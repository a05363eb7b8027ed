// SPDX-License-Identifier: BUSL-1.1
// Copyright (c) 2026 Alfred Jean LLC

//! Best-effort pub/sub fan-out of mutation records (§4.6, §4.6.1).
//!
//! One `tokio::sync::broadcast` channel per `owner_id`, created lazily the
//! first time a subscriber registers. Publishing is `try_send`-shaped: a
//! lagging subscriber is dropped (`RecvError::Lagged`) rather than
//! back-pressuring the publisher, matching "best-effort, non-blocking" more
//! directly than a shared `mpsc` would, whose single-consumer wake-channel
//! idiom this fans out rather than copies verbatim (§4.6.1).

use std::collections::HashMap;
use std::sync::Arc;

use jobctl_core::UserId;
use parking_lot::Mutex;
use serde::{Deserialize, Serialize};
use tokio::sync::broadcast;

/// Bounded channel capacity; a subscriber more than this many messages
/// behind the publisher lags and is dropped.
const CHANNEL_CAPACITY: usize = 256;

#[derive(Debug, Clone, Copy, PartialEq, Eq, Serialize, Deserialize)]
#[serde(rename_all = "kebab-case")]
pub enum Action {
    BulkCreate,
    BulkUpdate,
    BulkDelete,
}

#[derive(Debug, Clone, Copy, PartialEq, Eq, Serialize, Deserialize)]
#[serde(rename_all = "kebab-case")]
pub enum Entity {
    Site,
    App,
    BatchJob,
    Job,
    Event,
    TransferItem,
}

/// One published mutation record: an (owner, action, entity) triple (§4.6).
#[derive(Debug, Clone, Serialize, Deserialize)]
pub struct Notification {
    pub owner_id: UserId,
    pub action: Action,
    pub entity: Entity,
    /// Ids affected by the mutation, for a subscriber to decide whether to
    /// re-fetch.
    pub ids: Vec<String>,
}

#[derive(Default)]
pub struct Notifier {
    channels: Mutex<HashMap<UserId, broadcast::Sender<Notification>>>,
}

impl Notifier {
    pub fn new() -> Self {
        Self::default()
    }

    /// Subscribe to an owner's notification stream, creating its channel on
    /// first use.
    pub fn subscribe(&self, owner_id: &UserId) -> broadcast::Receiver<Notification> {
        let mut channels = self.channels.lock();
        channels
            .entry(owner_id.clone())
            .or_insert_with(|| broadcast::channel(CHANNEL_CAPACITY).0)
            .subscribe()
    }

    /// Publish one notification. A no-op if nobody has ever subscribed for
    /// this owner (no channel to send on) — mutations never block on
    /// publish (§4.6, §5).
    pub fn publish(&self, notification: Notification) {
        let channels = self.channels.lock();
        if let Some(tx) = channels.get(&notification.owner_id) {
            // Send failure means zero current receivers; not an error.
            let _ = tx.send(notification);
        }
    }
}

#[cfg(test)]
mod tests {
    use super::*;

    #[test]
    fn subscriber_receives_published_notification_for_its_owner() {
        let notifier = Notifier::new();
        let owner = UserId::new("u1");
        let mut rx = notifier.subscribe(&owner);
        notifier.publish(Notification {
            owner_id: owner.clone(),
            action: Action::BulkCreate,
            entity: Entity::Job,
            ids: vec!["job-1".into()],
        });
        let received = rx.try_recv().expect("message delivered");
        assert_eq!(received.ids, vec!["job-1".to_string()]);
    }

    #[test]
    fn publish_with_no_subscribers_is_a_silent_no_op() {
        let notifier = Notifier::new();
        notifier.publish(Notification {
            owner_id: UserId::new("u1"),
            action: Action::BulkDelete,
            entity: Entity::Site,
            ids: vec![],
        });
    }

    #[test]
    fn notifications_are_scoped_per_owner() {
        let notifier = Notifier::new();
        let u1 = UserId::new("u1");
        let u2 = UserId::new("u2");
        let mut rx1 = notifier.subscribe(&u1);
        let mut rx2 = notifier.subscribe(&u2);
        notifier.publish(Notification {
            owner_id: u1,
            action: Action::BulkUpdate,
            entity: Entity::Job,
            ids: vec!["job-1".into()],
        });
        assert!(rx1.try_recv().is_ok());
        assert!(rx2.try_recv().is_err());
    }
}
// SPDX-License-Identifier: BUSL-1.1
// Copyright (c) 2026 Alfred Jean LLC

//! Process-wiring errors: config resolution, durability-layer recovery,
//! and the housekeeping I/O the reference daemon's `LifecycleError` covers.

use thiserror::Error;

use crate::config::ConfigError;

#[derive(Debug, Error)]
pub enum DaemonError {
    #[error(transparent)]
    Config(#[from] ConfigError),
    #[error("WAL error: {0}")]
    Wal(#[from] jobctl_storage::WalError),
    #[error("snapshot error: {0}")]
    Snapshot(#[from] jobctl_storage::SnapshotError),
    #[error("I/O error: {0}")]
    Io(#[from] std::io::Error),
    /// Another process already holds `config.lock_path` (§5.1: a second
    /// daemon against the same state directory must refuse to start rather
    /// than race the first one's WAL).
    #[error("another jobctl-daemon already holds the lock at {0:?}")]
    AlreadyRunning(std::path::PathBuf),
}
• • •
**Exercise**
The complete material above is to be retyped word for word.

**Result**
repository a05363eb7b8027ed
// SPDX-License-Identifier: BUSL-1.1
// Copyright (c) 2026 Alfred Jean LLC

//! Best-effort pub/sub fan-out of mutation records (§4.6, §4.6.1).
//!
//! One `tokio::sync::broadcast` channel per `owner_id`, created lazily the
//! first time a subscriber registers. Publishing is `try_send`-shaped: a
//! lagging subscriber is dropped (`RecvError::Lagged`) rather than
//! back-pressuring the publisher, matching "best-effort, non-blocking" more
//! directly than a shared `mpsc` would, whose single-consumer wake-channel
//! idiom this fans out rather than copies verbatim (§4.6.1).

use std::collections::HashMap;
use std::sync::Arc;

use jobctl_core::UserId;
use parking_lot::Mutex;
use serde::{Deserialize, Serialize};
use tokio::sync::broadcast;

/// Bounded channel capacity; a subscriber more than this many messages
/// behind the publisher lags and is dropped.
const CHANNEL_CAPACITY: usize = 256;

#[derive(Debug, Clone, Copy, PartialEq, Eq, Serialize, Deserialize)]
#[serde(rename_all = "kebab-case")]
pub enum Action {
    BulkCreate,
    BulkUpdate,
    BulkDelete,
}

#[derive(Debug, Clone, Copy, PartialEq, Eq, Serialize, Deserialize)]
#[serde(rename_all = "kebab-case")]
pub enum Entity {
    Site,
    App,
    BatchJob,
    Job,
    Event,
    TransferItem,
}

/// One published mutation record: an (owner, action, entity) triple (§4.6).
#[derive(Debug, Clone, Serialize, Deserialize)]
pub struct Notification {
    pub owner_id: UserId,
    pub action: Action,
    pub entity: Entity,
    /// Ids affected by the mutation, for a subscriber to decide whether to
    /// re-fetch.
    pub ids: Vec<String>,
}

#[derive(Default)]
pub struct Notifier {
    channels: Mutex<HashMap<UserId, broadcast::Sender<Notification>>>,
}

impl Notifier {
    pub fn new() -> Self {
        Self::default()
    }

    /// Subscribe to an owner's notification stream, creating its channel on
    /// first use.
    pub fn subscribe(&self, owner_id: &UserId) -> broadcast::Receiver<Notification> {
        let mut channels = self.channels.lock();
        channels
            .entry(owner_id.clone())
            .or_insert_with(|| broadcast::channel(CHANNEL_CAPACITY).0)
            .subscribe()
    }

    /// Publish one notification. A no-op if nobody has ever subscribed for
    /// this owner (no channel to send on) — mutations never block on
    /// publish (§4.6, §5).
    pub fn publish(&self, notification: Notification) {
        let channels = self.channels.lock();
        if let Some(tx) = channels.get(&notification.owner_id) {
            // Send failure means zero current receivers; not an error.
            let _ = tx.send(notification);
        }
    }
}

#[cfg(test)]
mod tests {
    use super::*;

    #[test]
    fn subscriber_receives_published_notification_for_its_owner() {
        let notifier = Notifier::new();
        let owner = UserId::new("u1");
        let mut rx = notifier.subscribe(&owner);
        notifier.publish(Notification {
            owner_id: owner.clone(),
            action: Action::BulkCreate,
            entity: Entity::Job,
            ids: vec!["job-1".into()],
        });
        let received = rx.try_recv().expect("message delivered");
        assert_eq!(received.ids, vec!["job-1".to_string()]);
    }

    #[test]
    fn publish_with_no_subscribers_is_a_silent_no_op() {
        let notifier = Notifier::new();
        notifier.publish(Notification {
            owner_id: UserId::new("u1"),
            action: Action::BulkDelete,
            entity: Entity::Site,
            ids: vec![],
        });
    }

    #[test]
    fn notifications_are_scoped_per_owner() {
        let notifier = Notifier::new();
        let u1 = UserId::new("u1");
        let u2 = UserId::new("u2");
        let mut rx1 = notifier.subscribe(&u1);
        let mut rx2 = notifier.subscribe(&u2);
        notifier.publish(Notification {
            owner_id: u1,
            action: Action::BulkUpdate,
            entity: Entity::Job,
            ids: vec!["job-1".into()],
        });
        assert!(rx1.try_recv().is_ok());
        assert!(rx2.try_recv().is_err());
    }
}
// SPDX-License-Identifier: BUSL-1.1
// Copyright (c) 2026 Alfred Jean LLC

//! Process-wiring errors: config resolution, durability-layer recovery,
//! and the housekeeping I/O the reference daemon's `LifecycleError` covers.

use thiserror::Error;

use crate::config::ConfigError;

#[derive(Debug, Error)]
pub enum DaemonError {
    #[error(transparent)]
    Config(#[from] ConfigError),
    #[error("WAL error: {0}")]
    Wal(#[from] jobctl_storage::WalError),
    #[error("snapshot error: {0}")]
    Snapshot(#[from] jobctl_storage::SnapshotError),
    #[error("I/O error: {0}")]
    Io(#[from] std::io::Error),
    /// Another process already holds `config.lock_path` (§5.1: a second
    /// daemon against the same state directory must refuse to start rather
    /// than race the first one's WAL).
    #[error("another jobctl-daemon already holds the lock at {0:?}")]
    AlreadyRunning(std::path::PathBuf),
}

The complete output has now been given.